**EXERCISE OBJECTIVE:**
Look through the entries and report how many lines include the word "registry". Give the number alone.

**DATA SUPPLIED:**
___

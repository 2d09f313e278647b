use crate::registry::ToolRegistry;
use crate::tool::{Tool, ToolCategory, ToolMetadata};
use agentflow_core::{AgentflowError, AgentflowResult, ExecutionContext, Params};
use parking_lot::RwLock;
use std::collections::HashMap;
use std::sync::Arc;
use tracing::{debug, info};

/// Criteria for [`ToolManager::list`]. Empty fields match everything; a tool must
/// carry at least one of the listed categories and one of the listed tags.
#[derive(Debug, Clone, Default)]
pub struct ToolFilter {
    pub categories: Vec<ToolCategory>,
    pub tags: Vec<String>,
    pub version: Option<String>,
}

impl ToolFilter {
    fn matches(&self, meta: &ToolMetadata) -> bool {
        if let Some(version) = &self.version {
            if &meta.version != version {
                return false;
            }
        }
        if !self.categories.is_empty()
            && !meta.categories.iter().any(|c| self.categories.contains(c))
        {
            return false;
        }
        if !self.tags.is_empty() && !meta.tags.iter().any(|t| self.tags.contains(t)) {
            return false;
        }
        true
    }
}

#[derive(Default)]
struct Inner {
    tools: HashMap<String, Arc<dyn Tool>>,
    registry: ToolRegistry,
}

/// Central table of available tools. Shared between agents behind an `Arc`.
#[derive(Default)]
pub struct ToolManager {
    inner: RwLock<Inner>,
}

impl ToolManager {
    pub fn new() -> Self {
        Self::default()
    }

    /// Register a tool. Rejects empty id/name/version and duplicate IDs.
    pub fn register(&self, tool: Arc<dyn Tool>) -> AgentflowResult<()> {
        let meta = tool.metadata().clone();
        if meta.id.is_empty() || meta.name.is_empty() || meta.version.is_empty() {
            return Err(AgentflowError::InvalidParameter(
                "tool id, name and version must be non-empty".to_string(),
            ));
        }

        let mut inner = self.inner.write();
        if inner.tools.contains_key(&meta.id) {
            return Err(AgentflowError::InvalidParameter(format!(
                "tool already registered: {}",
                meta.id
            )));
        }
        info!(tool = %meta.id, version = %meta.version, "Registered tool");
        inner.tools.insert(meta.id.clone(), tool);
        inner.registry.insert(meta);
        Ok(())
    }

    pub fn unregister(&self, tool_id: &str) -> AgentflowResult<()> {
        let mut inner = self.inner.write();
        if inner.tools.remove(tool_id).is_none() {
            return Err(AgentflowError::ToolNotFound(tool_id.to_string()));
        }
        inner.registry.remove(tool_id);
        info!(tool = %tool_id, "Unregistered tool");
        Ok(())
    }

    /// Look a tool up by ID.
    pub fn resolve(&self, tool_id: &str) -> AgentflowResult<Arc<dyn Tool>> {
        self.inner
            .read()
            .tools
            .get(tool_id)
            .cloned()
            .ok_or_else(|| AgentflowError::ToolNotFound(tool_id.to_string()))
    }

    /// Tools matching `filter`, ordered by ID.
    pub fn list(&self, filter: &ToolFilter) -> Vec<Arc<dyn Tool>> {
        let inner = self.inner.read();
        let mut tools: Vec<Arc<dyn Tool>> = inner
            .tools
            .values()
            .filter(|t| filter.matches(t.metadata()))
            .cloned()
            .collect();
        tools.sort_by(|a, b| a.id().cmp(b.id()));
        tools
    }

    pub fn find_by_category(&self, category: ToolCategory) -> Vec<String> {
        self.inner.read().registry.find_by_category(category)
    }

    pub fn find_by_tag(&self, tag: &str) -> Vec<String> {
        self.inner.read().registry.find_by_tag(tag)
    }

    pub fn tool_count(&self) -> usize {
        self.inner.read().tools.len()
    }

    /// Resolve, validate and execute a tool.
    pub async fn execute(
        &self,
        ctx: &ExecutionContext,
        tool_id: &str,
        params: Params,
    ) -> AgentflowResult<serde_json::Value> {
        let tool = self.resolve(tool_id)?;
        tool.validate(&params)?;
        debug!(tool = %tool_id, "Executing tool");
        tool.execute(ctx, params).await
    }
}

___

**REPLY TO THE EXERCISE:**
6